▼

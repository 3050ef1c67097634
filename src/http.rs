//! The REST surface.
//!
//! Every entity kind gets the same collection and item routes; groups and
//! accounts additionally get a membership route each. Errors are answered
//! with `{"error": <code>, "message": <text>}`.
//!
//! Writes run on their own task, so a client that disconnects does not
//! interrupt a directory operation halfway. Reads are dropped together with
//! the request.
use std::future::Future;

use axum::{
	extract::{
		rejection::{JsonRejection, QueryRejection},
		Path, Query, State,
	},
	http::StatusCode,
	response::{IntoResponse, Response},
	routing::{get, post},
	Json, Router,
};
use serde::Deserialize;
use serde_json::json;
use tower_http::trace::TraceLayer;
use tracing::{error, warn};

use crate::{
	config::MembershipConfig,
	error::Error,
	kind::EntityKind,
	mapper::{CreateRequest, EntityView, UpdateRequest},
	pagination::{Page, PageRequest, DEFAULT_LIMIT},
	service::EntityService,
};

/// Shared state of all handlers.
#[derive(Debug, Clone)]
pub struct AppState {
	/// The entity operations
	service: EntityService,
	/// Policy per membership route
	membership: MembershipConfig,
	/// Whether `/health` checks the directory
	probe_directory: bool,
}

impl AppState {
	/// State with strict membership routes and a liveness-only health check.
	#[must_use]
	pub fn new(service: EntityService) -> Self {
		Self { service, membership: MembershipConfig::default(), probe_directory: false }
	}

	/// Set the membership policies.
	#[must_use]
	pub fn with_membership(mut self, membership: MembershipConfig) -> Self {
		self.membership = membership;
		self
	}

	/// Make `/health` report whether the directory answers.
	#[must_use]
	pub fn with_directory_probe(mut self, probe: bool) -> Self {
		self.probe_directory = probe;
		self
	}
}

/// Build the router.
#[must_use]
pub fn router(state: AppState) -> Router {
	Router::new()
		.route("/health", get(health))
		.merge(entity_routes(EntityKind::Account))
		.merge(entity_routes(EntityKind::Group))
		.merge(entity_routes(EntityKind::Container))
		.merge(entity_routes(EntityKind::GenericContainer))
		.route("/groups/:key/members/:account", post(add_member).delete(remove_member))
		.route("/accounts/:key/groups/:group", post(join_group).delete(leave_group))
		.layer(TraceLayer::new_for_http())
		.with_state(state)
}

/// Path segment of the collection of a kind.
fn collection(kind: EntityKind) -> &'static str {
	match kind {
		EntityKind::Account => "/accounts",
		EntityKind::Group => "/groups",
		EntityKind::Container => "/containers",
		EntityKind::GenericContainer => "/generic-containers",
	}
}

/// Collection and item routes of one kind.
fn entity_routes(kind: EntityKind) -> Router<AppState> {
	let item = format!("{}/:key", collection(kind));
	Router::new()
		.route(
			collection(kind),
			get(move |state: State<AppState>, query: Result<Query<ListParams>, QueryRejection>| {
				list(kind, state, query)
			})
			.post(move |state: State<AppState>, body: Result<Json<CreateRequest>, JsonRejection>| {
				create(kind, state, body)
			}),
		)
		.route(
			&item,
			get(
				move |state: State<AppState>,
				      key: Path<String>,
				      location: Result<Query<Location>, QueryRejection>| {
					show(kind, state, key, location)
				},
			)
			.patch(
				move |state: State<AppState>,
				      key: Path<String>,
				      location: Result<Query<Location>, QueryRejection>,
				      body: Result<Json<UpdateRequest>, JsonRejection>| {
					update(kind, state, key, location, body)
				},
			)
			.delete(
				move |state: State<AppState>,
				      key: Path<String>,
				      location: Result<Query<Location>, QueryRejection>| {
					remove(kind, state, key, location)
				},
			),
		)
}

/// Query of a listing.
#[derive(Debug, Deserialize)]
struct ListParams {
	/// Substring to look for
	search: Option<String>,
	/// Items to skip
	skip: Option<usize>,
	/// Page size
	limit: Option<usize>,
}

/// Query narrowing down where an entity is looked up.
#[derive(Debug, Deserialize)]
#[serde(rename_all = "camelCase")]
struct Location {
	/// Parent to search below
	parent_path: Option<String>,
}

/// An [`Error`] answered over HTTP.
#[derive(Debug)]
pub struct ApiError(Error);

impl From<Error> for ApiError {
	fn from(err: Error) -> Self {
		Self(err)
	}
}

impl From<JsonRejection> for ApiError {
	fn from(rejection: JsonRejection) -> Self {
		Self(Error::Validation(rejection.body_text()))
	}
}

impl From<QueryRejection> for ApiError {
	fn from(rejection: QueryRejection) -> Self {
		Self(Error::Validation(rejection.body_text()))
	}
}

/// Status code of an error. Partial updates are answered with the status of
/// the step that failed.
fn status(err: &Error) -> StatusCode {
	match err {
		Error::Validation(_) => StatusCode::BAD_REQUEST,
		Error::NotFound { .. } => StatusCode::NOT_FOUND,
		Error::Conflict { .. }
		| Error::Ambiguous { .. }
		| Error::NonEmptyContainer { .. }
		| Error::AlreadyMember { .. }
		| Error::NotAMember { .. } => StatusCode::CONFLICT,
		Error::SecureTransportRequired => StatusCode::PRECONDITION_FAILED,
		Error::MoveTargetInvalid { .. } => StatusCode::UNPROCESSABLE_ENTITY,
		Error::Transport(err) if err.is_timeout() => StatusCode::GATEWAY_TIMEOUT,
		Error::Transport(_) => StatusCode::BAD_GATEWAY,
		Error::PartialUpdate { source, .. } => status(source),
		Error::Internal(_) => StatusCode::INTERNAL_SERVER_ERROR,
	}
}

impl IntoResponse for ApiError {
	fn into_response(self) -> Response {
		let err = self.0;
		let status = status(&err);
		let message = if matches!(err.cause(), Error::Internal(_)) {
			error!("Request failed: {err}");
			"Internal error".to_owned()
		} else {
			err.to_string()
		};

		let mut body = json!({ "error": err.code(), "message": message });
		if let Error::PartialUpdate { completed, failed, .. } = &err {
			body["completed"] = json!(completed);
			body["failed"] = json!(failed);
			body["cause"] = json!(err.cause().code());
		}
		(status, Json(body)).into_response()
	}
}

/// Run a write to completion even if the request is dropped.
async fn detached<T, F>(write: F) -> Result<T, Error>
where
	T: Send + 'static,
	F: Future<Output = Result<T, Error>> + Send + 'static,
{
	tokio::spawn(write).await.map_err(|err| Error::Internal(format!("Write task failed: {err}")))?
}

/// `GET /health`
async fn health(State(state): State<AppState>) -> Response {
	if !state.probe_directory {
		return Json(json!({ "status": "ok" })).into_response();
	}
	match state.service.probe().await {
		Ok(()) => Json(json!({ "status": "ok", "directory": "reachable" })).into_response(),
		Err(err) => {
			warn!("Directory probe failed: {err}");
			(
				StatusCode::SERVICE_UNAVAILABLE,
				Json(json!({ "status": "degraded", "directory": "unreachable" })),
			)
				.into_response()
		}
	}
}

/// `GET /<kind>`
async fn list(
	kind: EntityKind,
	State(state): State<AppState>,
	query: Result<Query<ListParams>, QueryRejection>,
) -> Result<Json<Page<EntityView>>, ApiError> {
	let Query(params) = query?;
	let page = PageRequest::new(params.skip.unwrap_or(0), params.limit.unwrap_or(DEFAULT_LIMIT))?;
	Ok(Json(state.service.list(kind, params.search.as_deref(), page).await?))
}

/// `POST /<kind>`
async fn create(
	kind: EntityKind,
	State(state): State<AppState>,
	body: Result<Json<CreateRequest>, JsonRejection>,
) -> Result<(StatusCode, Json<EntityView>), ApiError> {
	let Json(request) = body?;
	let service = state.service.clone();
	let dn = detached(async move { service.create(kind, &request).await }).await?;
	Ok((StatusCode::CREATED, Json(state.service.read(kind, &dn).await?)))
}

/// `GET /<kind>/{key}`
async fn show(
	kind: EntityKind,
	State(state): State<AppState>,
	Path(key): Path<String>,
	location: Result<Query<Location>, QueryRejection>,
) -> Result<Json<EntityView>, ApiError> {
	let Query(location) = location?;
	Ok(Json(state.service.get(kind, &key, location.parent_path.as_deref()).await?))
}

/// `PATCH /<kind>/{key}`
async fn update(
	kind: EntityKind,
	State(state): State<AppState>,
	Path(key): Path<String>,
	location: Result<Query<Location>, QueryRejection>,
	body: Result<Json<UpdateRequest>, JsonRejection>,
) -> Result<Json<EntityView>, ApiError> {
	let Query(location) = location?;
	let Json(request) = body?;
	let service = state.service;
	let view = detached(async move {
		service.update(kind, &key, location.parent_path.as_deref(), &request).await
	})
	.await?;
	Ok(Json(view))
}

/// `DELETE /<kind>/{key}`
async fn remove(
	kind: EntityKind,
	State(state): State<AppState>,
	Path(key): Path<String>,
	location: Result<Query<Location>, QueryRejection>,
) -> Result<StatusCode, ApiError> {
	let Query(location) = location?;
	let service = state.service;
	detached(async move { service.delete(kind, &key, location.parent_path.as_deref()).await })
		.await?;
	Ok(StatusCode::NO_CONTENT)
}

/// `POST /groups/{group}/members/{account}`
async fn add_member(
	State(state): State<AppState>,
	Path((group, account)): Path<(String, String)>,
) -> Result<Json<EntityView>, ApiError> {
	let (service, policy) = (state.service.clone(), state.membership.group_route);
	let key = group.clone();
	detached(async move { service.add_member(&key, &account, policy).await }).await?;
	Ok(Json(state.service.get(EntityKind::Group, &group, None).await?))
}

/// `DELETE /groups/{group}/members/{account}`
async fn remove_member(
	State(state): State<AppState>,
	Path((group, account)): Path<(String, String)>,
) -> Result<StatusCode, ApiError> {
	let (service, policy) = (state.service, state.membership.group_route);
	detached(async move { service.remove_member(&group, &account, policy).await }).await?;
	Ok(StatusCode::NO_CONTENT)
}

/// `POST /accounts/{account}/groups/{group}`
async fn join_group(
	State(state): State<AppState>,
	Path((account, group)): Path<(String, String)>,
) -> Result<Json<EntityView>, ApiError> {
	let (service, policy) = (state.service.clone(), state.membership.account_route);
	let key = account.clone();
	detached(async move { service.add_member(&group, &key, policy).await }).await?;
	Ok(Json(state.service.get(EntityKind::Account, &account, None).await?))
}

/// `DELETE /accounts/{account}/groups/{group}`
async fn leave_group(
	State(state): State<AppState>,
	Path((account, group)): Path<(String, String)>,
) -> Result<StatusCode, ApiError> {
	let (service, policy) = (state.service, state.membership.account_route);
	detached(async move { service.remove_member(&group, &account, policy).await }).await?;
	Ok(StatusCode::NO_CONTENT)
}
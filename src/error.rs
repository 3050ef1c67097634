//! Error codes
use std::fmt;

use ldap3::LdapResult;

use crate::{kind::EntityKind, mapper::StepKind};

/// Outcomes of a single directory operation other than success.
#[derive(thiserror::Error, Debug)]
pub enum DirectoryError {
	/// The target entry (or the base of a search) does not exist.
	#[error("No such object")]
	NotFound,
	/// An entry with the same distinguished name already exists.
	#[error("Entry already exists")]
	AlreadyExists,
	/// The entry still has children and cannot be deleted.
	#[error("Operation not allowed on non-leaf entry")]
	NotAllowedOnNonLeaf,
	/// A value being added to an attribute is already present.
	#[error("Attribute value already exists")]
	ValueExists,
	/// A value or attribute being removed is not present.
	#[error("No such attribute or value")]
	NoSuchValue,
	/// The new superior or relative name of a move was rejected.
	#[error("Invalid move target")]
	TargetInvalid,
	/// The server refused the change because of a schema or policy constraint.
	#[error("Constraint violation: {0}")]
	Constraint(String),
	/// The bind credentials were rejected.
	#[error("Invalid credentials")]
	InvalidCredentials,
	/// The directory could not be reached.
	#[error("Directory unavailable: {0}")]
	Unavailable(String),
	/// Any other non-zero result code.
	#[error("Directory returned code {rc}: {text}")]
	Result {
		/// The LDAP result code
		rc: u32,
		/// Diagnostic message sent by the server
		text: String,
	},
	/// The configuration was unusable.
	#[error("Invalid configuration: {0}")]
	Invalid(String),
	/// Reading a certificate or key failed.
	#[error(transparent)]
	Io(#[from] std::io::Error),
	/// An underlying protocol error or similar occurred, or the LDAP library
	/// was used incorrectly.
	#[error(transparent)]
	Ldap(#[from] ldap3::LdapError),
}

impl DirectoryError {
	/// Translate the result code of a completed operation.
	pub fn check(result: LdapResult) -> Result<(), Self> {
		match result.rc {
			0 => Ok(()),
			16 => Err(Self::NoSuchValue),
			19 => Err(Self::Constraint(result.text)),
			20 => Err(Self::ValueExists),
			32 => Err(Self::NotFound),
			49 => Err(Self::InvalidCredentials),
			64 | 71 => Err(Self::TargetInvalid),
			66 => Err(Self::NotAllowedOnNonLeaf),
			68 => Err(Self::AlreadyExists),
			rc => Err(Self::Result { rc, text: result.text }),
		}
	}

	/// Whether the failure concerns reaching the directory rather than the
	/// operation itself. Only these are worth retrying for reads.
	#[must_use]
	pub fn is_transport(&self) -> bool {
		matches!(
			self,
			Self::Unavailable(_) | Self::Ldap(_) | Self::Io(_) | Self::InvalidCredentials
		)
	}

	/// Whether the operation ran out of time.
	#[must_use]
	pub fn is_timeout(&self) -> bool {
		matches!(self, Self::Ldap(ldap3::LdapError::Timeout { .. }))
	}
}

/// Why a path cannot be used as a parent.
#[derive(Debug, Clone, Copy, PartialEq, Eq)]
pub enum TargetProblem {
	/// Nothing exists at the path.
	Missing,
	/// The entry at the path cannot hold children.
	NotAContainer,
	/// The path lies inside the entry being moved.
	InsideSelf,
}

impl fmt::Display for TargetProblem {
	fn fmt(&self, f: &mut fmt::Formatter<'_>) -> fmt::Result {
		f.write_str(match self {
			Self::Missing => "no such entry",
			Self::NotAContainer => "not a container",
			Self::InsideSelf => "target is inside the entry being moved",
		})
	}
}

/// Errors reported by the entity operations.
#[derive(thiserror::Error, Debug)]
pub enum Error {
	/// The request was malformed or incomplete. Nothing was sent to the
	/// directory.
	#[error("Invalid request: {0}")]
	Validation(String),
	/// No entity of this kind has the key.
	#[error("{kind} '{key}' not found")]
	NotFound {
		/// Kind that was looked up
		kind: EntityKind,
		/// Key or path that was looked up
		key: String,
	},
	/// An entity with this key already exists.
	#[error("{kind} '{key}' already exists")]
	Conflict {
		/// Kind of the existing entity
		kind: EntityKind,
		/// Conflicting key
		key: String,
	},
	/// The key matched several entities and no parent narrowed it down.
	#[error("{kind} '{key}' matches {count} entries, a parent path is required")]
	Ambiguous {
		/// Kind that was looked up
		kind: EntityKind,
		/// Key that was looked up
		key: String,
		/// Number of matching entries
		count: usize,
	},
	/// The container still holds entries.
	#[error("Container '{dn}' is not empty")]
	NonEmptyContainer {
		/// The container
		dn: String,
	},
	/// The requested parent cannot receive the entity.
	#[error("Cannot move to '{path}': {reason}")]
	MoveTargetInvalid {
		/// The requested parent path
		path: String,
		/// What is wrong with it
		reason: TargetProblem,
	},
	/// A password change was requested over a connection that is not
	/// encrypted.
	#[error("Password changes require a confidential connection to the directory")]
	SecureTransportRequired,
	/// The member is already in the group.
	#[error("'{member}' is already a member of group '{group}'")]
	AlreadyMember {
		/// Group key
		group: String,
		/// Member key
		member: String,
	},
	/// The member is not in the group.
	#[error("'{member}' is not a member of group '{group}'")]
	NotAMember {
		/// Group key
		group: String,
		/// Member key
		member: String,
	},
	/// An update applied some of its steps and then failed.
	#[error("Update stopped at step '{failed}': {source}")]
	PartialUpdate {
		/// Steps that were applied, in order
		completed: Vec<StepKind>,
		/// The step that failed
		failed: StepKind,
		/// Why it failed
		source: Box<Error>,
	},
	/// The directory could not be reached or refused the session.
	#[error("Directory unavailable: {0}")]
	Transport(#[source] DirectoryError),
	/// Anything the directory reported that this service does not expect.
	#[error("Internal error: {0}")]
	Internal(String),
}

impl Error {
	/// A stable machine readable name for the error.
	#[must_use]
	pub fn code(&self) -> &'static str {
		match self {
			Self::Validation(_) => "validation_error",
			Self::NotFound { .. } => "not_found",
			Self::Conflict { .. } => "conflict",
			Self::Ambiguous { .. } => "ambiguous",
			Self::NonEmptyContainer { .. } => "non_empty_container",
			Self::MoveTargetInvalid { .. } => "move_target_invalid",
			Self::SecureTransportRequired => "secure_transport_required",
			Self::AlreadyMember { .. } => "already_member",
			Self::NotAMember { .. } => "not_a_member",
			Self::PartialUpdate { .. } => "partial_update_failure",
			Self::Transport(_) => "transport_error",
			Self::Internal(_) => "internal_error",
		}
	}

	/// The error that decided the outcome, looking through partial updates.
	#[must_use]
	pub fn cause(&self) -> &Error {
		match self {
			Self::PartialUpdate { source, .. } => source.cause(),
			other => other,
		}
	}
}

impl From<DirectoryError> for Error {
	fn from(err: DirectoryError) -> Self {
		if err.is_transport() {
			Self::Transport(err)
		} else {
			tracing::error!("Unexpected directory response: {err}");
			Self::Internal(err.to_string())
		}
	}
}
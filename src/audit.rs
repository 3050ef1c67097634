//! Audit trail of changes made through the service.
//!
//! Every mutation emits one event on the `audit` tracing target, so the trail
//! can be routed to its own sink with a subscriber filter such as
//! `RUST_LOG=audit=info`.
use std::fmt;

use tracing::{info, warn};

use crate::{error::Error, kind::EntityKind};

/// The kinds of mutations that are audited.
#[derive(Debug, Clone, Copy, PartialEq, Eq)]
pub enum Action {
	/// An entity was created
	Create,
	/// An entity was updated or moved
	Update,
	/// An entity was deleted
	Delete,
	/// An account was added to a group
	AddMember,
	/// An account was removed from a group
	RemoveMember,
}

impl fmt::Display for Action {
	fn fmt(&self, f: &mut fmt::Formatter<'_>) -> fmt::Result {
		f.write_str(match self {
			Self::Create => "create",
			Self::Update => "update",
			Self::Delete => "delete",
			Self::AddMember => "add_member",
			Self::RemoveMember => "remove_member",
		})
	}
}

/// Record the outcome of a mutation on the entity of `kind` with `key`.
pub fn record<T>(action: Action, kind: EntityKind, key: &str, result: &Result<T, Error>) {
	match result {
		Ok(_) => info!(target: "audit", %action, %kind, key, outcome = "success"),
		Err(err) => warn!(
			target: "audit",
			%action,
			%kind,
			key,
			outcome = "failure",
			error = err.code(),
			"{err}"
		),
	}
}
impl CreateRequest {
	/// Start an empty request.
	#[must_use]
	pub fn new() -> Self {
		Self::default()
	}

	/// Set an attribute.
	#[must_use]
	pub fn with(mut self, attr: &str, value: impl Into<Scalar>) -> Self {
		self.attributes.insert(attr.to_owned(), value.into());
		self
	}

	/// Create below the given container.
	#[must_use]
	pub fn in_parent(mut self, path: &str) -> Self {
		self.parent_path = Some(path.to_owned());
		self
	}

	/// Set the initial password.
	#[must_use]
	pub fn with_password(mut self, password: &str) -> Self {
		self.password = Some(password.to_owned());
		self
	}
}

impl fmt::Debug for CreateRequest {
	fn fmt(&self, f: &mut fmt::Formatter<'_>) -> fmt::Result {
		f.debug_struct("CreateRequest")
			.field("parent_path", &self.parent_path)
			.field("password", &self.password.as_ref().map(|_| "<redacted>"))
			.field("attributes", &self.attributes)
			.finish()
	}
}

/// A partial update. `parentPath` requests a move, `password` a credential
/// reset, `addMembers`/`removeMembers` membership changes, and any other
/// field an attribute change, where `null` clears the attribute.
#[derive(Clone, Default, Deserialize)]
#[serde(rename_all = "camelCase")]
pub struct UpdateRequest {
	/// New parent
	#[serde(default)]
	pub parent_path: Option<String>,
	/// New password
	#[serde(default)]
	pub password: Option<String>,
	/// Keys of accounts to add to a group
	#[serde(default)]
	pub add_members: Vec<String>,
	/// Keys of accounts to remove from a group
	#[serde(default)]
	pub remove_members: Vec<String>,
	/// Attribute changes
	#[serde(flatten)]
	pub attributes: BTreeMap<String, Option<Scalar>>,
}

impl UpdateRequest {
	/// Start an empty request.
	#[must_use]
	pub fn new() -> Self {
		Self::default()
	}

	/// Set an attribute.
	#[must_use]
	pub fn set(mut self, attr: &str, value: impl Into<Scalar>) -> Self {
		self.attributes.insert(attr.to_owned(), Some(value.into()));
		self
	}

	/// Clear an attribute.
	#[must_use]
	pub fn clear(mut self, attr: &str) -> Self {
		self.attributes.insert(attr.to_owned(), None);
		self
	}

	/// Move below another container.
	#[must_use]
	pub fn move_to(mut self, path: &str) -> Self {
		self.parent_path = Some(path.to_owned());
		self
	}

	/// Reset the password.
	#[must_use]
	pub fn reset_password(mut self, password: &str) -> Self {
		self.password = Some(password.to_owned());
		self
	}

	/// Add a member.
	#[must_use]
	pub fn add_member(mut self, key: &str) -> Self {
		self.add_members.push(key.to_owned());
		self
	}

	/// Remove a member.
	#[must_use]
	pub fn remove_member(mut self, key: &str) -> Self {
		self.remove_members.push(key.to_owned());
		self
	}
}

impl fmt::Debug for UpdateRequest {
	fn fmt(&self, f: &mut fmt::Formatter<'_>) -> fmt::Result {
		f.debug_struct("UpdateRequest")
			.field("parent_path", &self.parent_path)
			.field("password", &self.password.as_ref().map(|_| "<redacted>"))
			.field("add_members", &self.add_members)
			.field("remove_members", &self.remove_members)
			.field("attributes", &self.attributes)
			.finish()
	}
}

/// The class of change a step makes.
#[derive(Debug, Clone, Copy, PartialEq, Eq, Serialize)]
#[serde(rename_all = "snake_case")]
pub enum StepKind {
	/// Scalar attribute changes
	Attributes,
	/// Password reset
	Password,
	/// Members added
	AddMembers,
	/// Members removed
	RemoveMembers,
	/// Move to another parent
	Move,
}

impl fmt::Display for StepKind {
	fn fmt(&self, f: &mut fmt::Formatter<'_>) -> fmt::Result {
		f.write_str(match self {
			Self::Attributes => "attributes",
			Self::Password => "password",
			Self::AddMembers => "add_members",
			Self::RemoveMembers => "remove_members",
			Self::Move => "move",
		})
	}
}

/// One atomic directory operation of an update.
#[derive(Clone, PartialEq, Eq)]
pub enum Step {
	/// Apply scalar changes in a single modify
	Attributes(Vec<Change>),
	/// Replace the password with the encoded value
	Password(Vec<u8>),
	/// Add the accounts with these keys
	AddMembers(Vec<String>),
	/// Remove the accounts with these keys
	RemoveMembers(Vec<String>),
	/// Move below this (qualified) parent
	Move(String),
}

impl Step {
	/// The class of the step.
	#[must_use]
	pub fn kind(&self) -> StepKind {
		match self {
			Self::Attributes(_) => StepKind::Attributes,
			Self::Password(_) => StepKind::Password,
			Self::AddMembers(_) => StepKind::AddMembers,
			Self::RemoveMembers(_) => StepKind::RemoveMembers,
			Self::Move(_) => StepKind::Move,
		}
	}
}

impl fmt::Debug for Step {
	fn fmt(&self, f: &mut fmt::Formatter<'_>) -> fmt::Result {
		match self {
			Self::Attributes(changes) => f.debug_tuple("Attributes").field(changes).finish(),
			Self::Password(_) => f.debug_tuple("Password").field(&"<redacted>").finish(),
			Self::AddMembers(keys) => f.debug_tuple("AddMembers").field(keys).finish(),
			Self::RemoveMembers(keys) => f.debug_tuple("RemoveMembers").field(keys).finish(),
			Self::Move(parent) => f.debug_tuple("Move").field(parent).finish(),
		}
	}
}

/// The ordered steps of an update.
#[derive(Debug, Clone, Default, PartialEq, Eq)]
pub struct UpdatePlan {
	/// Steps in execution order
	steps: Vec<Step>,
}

▲

**Work to complete:** Within the records above, each line containing "updates" is to be returned.

**Finished task:**
/// Status code of an error. Partial updates are answered with the status of
	/// The error that decided the outcome, looking through partial updates.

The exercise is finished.